« Mon amour fou », de Roxane Kasperski, la Loge à Paris

« Mon amour fou » © Sébastien Godefroy

De l’amour à mort au théâtre à vie

Par Vincent Morch
Les Trois Coups

Roxane Kasperski et Elsa Granat nous proposent, avec « Mon amour fou », une petite pièce de tout premier ordre. Elle retrace avec une intelligence et une justesse extraordinaires une histoire d’amour qui l’a été tout autant. Les représentations en sont peu nombreuses : courez-y.

Tout est sens dessus dessous. Des papiers épars, froissés, traînent dans tous les coins, comme si tous les habitants de l’immeuble s’étaient donné le mot pour vider leurs corbeilles dans cette pièce. Une jeune femme arpente cet espace dévasté comme un arc électrique bleuté, pleine d’une énergie nerveuse. On ne sait trop si c’est pour lui conférer un semblant d’ordre ou pour y augmenter encore le chaos. Les fous, les fous, les fous. Elle nous parle des fous. Est-elle folle ? Non, elle nous parle d’un autre. Non, elle a été bien folle. Folle d’amour pour un homme qui lui a fait vivre l’enfer. Il était bipolaire.

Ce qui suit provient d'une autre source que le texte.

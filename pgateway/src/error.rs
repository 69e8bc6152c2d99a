//! Gateway error type.
//!
//! Handlers return `Result<T, GatewayError>`; every variant renders as a JSON
//! `{"error": "..."}` body. Internal detail is logged and never sent to callers.

use axum::Json;
use axum::http::StatusCode;
use axum::response::{IntoResponse, Response};
use parley::ChatError;
use serde_json::json;
use thiserror::Error;
use tracing::error;

#[derive(Debug, Error)]
pub enum GatewayError {
    /// The route names a backend that is unknown or not configured.
    #[error("unknown backend: {0}")]
    UnknownBackend(String),

    #[error("{0}")]
    NotFound(String),

    #[error("chat error: {0}")]
    Chat(#[from] ChatError),
}

impl IntoResponse for GatewayError {
    fn into_response(self) -> Response {
        let (status, client_message) = match &self {
            GatewayError::UnknownBackend(_) => (StatusCode::NOT_FOUND, self.to_string()),
            GatewayError::NotFound(message) => (StatusCode::NOT_FOUND, message.clone()),
            GatewayError::Chat(chat_error) if chat_error.is_client_error() => {
                (StatusCode::BAD_REQUEST, chat_error.message.clone())
            }
            GatewayError::Chat(chat_error) => {
                error!(error = %chat_error, "chat request failed");
                (
                    StatusCode::INTERNAL_SERVER_ERROR,
                    "internal server error".to_owned(),
                )
            }
        };
        (status, Json(json!({ "error": client_message }))).into_response()
    }
}

#[cfg(test)]
mod tests {
    use super::*;

    #[test]
    fn statuses_follow_error_class() {
        let cases = [
            (
                GatewayError::UnknownBackend("bard".to_string()),
                StatusCode::NOT_FOUND,
            ),
            (
                GatewayError::NotFound("chat not found".to_string()),
                StatusCode::NOT_FOUND,
            ),
            (
                GatewayError::from(ChatError::invalid_request("empty prompt")),
                StatusCode::BAD_REQUEST,
            ),
            (
                GatewayError::from(ChatError::internal("lock poisoned")),
                StatusCode::INTERNAL_SERVER_ERROR,
            ),
        ];

        for (error, expected) in cases {
            assert_eq!(error.into_response().status(), expected);
        }
    }
}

Pendant une heure, seule en scène, Roxane Kasperski nous livre alors une superbe démonstration de ce que le théâtre peut accomplir. L’histoire qu’elle nous raconte est la sienne. Elle connaît de première main ces crises de manie où, habité d’une force démentielle qui le dispensait, pendant des jours, de manger et de dormir, libéré de toute inhibition sociale, son compagnon se sentait investi d’un pouvoir sans limites. Elle sait la fascination qu’inspirent ces êtres qui évoluent au-dessus des contingences de la vie ordinaire et qui semblent communier à une énergie supérieure, inaccessible au commun des mortels – prophètes irrésistibles de ce que nous croyons être la vie véritable, la vie XXL à laquelle nous aspirons tous. Elle connaît aussi ces phases de dépression profonde, interminables, qui succèdent à ces envolées, au cours desquelles il n’est d’autre choix que d’espérer, et d’attendre.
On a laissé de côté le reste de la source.